Exercise requirements: Nothing below is to be printed except the lines between the line holding "let mut file = OpenOptions::new()" and the line holding "pub fn with_update_hook(mut", inclusive, each exactly as it appears.

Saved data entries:

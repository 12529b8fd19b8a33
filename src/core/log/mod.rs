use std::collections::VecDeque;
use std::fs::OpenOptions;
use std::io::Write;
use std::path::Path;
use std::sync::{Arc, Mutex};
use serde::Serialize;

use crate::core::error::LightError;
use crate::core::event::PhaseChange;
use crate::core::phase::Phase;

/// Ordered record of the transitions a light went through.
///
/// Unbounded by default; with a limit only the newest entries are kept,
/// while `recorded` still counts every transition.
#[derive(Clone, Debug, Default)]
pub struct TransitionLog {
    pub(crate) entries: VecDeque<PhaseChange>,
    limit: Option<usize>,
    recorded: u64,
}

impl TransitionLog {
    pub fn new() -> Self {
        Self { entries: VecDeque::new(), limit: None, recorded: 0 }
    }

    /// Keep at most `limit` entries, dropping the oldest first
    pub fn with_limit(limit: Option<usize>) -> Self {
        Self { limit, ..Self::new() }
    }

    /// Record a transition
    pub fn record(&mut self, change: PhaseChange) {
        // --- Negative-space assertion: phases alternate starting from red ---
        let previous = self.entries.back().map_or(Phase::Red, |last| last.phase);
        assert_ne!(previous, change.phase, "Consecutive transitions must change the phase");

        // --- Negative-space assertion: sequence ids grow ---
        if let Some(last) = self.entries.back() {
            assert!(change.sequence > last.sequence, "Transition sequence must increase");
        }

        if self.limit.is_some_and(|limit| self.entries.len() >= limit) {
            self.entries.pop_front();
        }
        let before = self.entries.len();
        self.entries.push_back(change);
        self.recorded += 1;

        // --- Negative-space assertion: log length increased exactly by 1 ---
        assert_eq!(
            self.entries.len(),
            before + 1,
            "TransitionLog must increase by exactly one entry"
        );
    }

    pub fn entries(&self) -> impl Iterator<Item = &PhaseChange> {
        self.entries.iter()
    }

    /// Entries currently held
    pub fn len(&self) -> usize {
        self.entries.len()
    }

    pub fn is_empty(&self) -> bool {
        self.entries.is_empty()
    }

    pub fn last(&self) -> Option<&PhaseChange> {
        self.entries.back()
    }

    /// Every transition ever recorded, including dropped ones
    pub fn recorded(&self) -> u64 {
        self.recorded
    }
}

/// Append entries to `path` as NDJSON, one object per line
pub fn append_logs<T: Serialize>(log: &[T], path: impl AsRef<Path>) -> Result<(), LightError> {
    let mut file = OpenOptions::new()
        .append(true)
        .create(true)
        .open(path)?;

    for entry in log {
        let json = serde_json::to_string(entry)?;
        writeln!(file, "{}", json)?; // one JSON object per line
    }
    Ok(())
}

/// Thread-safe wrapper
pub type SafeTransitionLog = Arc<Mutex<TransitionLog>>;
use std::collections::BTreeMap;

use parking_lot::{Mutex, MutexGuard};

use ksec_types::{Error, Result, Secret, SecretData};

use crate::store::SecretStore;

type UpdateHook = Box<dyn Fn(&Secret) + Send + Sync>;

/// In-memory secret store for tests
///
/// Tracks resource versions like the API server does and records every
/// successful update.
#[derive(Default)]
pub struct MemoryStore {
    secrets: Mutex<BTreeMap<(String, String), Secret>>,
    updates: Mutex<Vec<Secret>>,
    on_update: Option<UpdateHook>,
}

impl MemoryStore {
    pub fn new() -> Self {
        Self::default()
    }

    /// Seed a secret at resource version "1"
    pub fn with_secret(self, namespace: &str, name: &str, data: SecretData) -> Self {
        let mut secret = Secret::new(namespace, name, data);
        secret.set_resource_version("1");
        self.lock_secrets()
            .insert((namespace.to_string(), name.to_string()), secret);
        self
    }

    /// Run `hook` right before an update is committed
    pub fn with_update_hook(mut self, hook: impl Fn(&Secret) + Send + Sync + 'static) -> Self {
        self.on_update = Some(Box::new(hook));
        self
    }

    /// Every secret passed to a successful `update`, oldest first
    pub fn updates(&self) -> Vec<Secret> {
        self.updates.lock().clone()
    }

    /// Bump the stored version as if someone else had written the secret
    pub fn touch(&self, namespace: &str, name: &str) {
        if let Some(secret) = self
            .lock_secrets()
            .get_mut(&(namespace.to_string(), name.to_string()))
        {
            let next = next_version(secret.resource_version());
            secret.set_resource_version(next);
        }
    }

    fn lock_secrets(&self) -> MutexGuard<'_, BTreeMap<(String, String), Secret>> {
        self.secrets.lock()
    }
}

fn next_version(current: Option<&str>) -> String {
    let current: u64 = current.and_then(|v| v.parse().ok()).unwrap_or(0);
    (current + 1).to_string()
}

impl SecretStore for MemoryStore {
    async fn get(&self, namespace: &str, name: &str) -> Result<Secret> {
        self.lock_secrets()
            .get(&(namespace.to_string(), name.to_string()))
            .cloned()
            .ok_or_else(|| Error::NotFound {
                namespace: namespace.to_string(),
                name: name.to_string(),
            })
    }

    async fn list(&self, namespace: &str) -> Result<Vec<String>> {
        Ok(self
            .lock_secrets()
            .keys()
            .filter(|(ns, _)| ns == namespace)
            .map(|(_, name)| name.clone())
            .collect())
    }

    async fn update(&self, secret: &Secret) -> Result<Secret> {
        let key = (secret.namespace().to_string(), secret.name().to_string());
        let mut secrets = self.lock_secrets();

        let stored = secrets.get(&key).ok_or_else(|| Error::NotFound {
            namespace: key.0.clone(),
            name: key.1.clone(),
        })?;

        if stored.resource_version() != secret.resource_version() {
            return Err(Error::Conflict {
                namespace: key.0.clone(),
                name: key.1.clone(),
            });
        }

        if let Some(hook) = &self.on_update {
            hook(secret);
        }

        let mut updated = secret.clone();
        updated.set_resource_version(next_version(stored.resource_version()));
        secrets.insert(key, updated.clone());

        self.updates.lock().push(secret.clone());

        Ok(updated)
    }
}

Written answer:
    let mut file = OpenOptions::new()
        .append(true)
        .create(true)
        .open(path)?;

    for entry in log {
        let json = serde_json::to_string(entry)?;
        writeln!(file, "{}", json)?; // one JSON object per line
    }
    Ok(())
}

/// Thread-safe wrapper
pub type SafeTransitionLog = Arc<Mutex<TransitionLog>>;
use std::collections::BTreeMap;

use parking_lot::{Mutex, MutexGuard};

use ksec_types::{Error, Result, Secret, SecretData};

use crate::store::SecretStore;

type UpdateHook = Box<dyn Fn(&Secret) + Send + Sync>;

/// In-memory secret store for tests
///
/// Tracks resource versions like the API server does and records every
/// successful update.
#[derive(Default)]
pub struct MemoryStore {
    secrets: Mutex<BTreeMap<(String, String), Secret>>,
    updates: Mutex<Vec<Secret>>,
    on_update: Option<UpdateHook>,
}

impl MemoryStore {
    pub fn new() -> Self {
        Self::default()
    }

    /// Seed a secret at resource version "1"
    pub fn with_secret(self, namespace: &str, name: &str, data: SecretData) -> Self {
        let mut secret = Secret::new(namespace, name, data);
        secret.set_resource_version("1");
        self.lock_secrets()
            .insert((namespace.to_string(), name.to_string()), secret);
        self
    }

    /// Run `hook` right before an update is committed
    pub fn with_update_hook(mut self, hook: impl Fn(&Secret) + Send + Sync + 'static) -> Self {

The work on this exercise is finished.